I just found out the issue – Remember how I said that what I’m looking for is referencing an instance, the “stack overflow” problem is because the function is also looping through the connected instance, and it’s properties, methods, tables, etc, etc…
So the table structure was to deep, causing the function to call itself too many times and eventually cause a stack overflow. What’s the bit you need checking, though? You could ignore all the other bits with a continue
if it’s a table you don’t want to be checked.
Yes… quite deep, the connected instance also has tables, but, I just want to access the instance alone, then as you’ve seen above I can do (like in this example) findThisOneHere.foo
or findThisOneHere["foo"]
.
so it was trying to check tables which do not have a reference to an instance? If there’s no other tables containing an instance nested within a table like that, you can use a continue
if it doesn’t have an Instance
key (presuming the key referencing all different instances is the same, Instance
as an example)
That’s the whole idea of this though, checking the entire tables, searching for what I’m looking for.
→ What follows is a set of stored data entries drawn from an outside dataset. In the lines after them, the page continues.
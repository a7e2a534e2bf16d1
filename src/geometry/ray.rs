//! Rays and the intersection tests used for picking.

use glam::Vec3;

use super::bounds::Aabb;

/// Tolerance for parallel-ray and self-intersection rejection.
const EPSILON: f32 = 1e-7;

/// Half-line starting at `origin` heading along unit `direction`.
#[derive(Debug, Clone, Copy, PartialEq)]
pub struct Ray {
    /// Start point.
    pub origin: Vec3,
    /// Unit direction (zero if constructed from a zero vector).
    pub direction: Vec3,
}

impl Ray {
    /// Create a ray; `direction` is normalized.
    #[must_use]
    pub fn new(origin: Vec3, direction: Vec3) -> Self {
        Self {
            origin,
            direction: direction.normalize_or_zero(),
        }
    }

    /// Point at distance `t` along the ray.
    #[must_use]
    pub fn at(&self, t: f32) -> Vec3 {
        self.origin + self.direction * t
    }

    /// Slab test. Returns the entry distance, or `0.0` when the origin is
    /// inside the box. Boxes entirely behind the origin are misses.
    #[must_use]
    pub fn intersect_aabb(&self, aabb: &Aabb) -> Option<f32> {
        if aabb.is_empty() {
            return None;
        }

        let mut t_min = 0.0_f32;
        let mut t_max = f32::INFINITY;
        for axis in 0..3 {
            let origin = self.origin[axis];
            let dir = self.direction[axis];
            let (lo, hi) = (aabb.min[axis], aabb.max[axis]);

            if dir.abs() < EPSILON {
                if origin < lo || origin > hi {
                    return None;
                }
                continue;
            }

            let inv = 1.0 / dir;
            let (t0, t1) = {
                let a = (lo - origin) * inv;
                let b = (hi - origin) * inv;
                if a <= b {
                    (a, b)
                } else {
                    (b, a)
                }
            };
            t_min = t_min.max(t0);
            t_max = t_max.min(t1);
            if t_min > t_max {
                return None;
            }
        }
        Some(t_min)
    }

    /// Möller–Trumbore ray/triangle test, double-sided. Returns the hit
    /// distance along the ray.
    #[must_use]
    pub fn intersect_triangle(&self, [v0, v1, v2]: [Vec3; 3]) -> Option<f32> {
        let edge1 = v1 - v0;
        let edge2 = v2 - v0;
        let h = self.direction.cross(edge2);
        let a = edge1.dot(h);
        if a.abs() < EPSILON {
            return None;
        }

        let f = 1.0 / a;
        let s = self.origin - v0;
        let u = f * s.dot(h);
        if !(0.0..=1.0).contains(&u) {
            return None;
        }

        let q = s.cross(edge1);
        let v = f * self.direction.dot(q);
        if v < 0.0 || u + v > 1.0 {
            return None;
        }

        let t = f * edge2.dot(q);
        (t > EPSILON).then_some(t)
    }
}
Thank of it as a very tidy and optimised workspace, you want to find an object deep within groups and folders, you know?
If my above statement is wrong, you’ll have to split it up to search deeper so it doesn’t recurse too deep. Say, it goes a certain depth, and then returns that to the original statement, and the statement then calls the function again from the top depth, etc.
I think there’s only 2 that are equal to nil, but I’m not looking for them, so it doesn’t matter, and as shown in an old example, I have an example of something being nil, the function doesn’t seem to bother by it.
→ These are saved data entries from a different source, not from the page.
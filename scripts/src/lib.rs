// Bitcoin formats library: consensus codecs, keys, scripts and PSBTs
// by LNP/BP Association (https://lnp-bp.org)
// Written in 2020-2022 by
//     Dr. Maxim Orlovsky <orlovsky@lnp-bp.org>
//
// To the extent possible under law, the author(s) have dedicated all
// copyright and related and neighboring rights to this software to
// the public domain worldwide. This software is distributed without
// any warranty.
//
// You should have received a copy of the Apache-2.0 License
// along with this software.
// If not, see <https://opensource.org/licenses/Apache-2.0>.


//! Bitcoin script opcodes, standard output script templates and their
//! address representations for different networks.

// Coding conventions
#![recursion_limit = "256"]
#![deny(unsafe_code /* , missing_docs */)]

#[macro_use]
extern crate amplify;
#[macro_use]
extern crate log;
#[cfg(feature = "serde")]
#[macro_use]
extern crate serde_crate as serde;

pub mod address;
mod network;
pub mod opcodes;
mod script_type;

pub use address::AddressError;
pub use network::{Chain, Network, UnknownChain};
pub use opcodes::{Opcode, PushError};
pub use script_type::{check_pubkey, KeyError, ScriptType};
When you say “tables which do not have a reference to an instance” I assume you mean this:
local t = {
foo = {
etc...
}
thisOneIsNotRefrencingAnythingAtTheMomment = nil
}
I’m honestly not too sure what you mean by this, at this point, I give up, the fact that there isn’t a kind of :GetDescendants() for tables is annoying, ill just have to rewrite 10k lines of code to adapt to less organised tables… This is ridiculous.
Thank you so much for you help though, it means a lot, thank you.
setting a key to nil
is pointless in Luau, as that signals to the garbage collector that it should be cleaned up, almost like a delete
statement in other languages.
By tables with nested instance references, I meant this:
local a = { --this references an instance
Instance = --[[some instance]],
b = { --no instance reference, but nested table does
c = {
Instance = --[[some instance]]
}
}
}
shame you gave up
if you give me a little more info about the table structure and your script overall, i could help more
I know, It’s hard to explain why I have some of them set to nil, but to put it simply, they aren’t yet assigned to something, they are just there to remind me. I could comment them out.
I know, and that is how its constructed, but some tables with (in this case) have a d table, maybe am e too, etc etc.
I’m sorry, it’s just too much of a faf. When I said I would instead rewrite 10k lines of code, I kind of over exaduated that, but at least 2k. I rather rewrite 2k lines of code than waste days trying to recreate the :GetDesandents() method but for tables.
I’m not sure what else there is to give, its a table with nested tables, some with not many tables, some with a lot, simple really.